WHAT YOU HAVE TO DO
Wherever a line holds the word "struct", copy that line from the data.

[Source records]

+++++

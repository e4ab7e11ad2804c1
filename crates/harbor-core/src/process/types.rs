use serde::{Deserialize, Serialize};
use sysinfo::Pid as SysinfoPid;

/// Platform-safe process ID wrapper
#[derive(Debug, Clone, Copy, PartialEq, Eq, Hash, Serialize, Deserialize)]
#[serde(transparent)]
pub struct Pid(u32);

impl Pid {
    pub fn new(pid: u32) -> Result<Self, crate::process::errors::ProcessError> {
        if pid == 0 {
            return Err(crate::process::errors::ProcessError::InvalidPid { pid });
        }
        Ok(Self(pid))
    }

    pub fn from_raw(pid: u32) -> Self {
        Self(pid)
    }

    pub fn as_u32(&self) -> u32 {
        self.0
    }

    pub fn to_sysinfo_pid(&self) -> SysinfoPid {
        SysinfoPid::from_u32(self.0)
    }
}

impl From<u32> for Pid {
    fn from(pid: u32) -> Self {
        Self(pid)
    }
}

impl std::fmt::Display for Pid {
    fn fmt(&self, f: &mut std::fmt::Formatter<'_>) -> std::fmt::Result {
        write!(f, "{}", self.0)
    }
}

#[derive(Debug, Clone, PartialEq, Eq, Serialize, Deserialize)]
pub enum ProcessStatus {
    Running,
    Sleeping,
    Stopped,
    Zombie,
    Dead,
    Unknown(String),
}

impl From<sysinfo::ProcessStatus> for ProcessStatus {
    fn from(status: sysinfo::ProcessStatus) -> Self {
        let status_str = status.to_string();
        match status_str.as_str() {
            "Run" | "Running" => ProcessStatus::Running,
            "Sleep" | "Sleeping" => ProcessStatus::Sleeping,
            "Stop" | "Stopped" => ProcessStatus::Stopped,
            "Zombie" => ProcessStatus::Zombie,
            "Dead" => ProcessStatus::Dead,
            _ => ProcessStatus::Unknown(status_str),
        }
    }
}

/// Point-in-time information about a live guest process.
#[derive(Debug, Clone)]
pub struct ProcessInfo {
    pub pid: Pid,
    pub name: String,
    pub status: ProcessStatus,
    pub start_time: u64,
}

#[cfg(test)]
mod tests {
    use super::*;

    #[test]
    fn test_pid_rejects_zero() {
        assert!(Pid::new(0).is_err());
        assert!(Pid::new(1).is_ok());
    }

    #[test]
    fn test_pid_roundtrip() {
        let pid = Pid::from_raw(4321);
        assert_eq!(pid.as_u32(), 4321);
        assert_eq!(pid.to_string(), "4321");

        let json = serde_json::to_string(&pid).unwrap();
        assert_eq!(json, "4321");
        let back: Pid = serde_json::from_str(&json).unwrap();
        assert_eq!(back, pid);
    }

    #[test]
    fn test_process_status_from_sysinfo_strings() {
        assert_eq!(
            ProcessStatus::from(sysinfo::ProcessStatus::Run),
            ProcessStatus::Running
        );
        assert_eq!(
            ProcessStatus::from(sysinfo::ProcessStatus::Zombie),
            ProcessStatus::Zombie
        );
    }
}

+++++

THE ANSWER
pub struct Pid(u32);
pub struct ProcessInfo {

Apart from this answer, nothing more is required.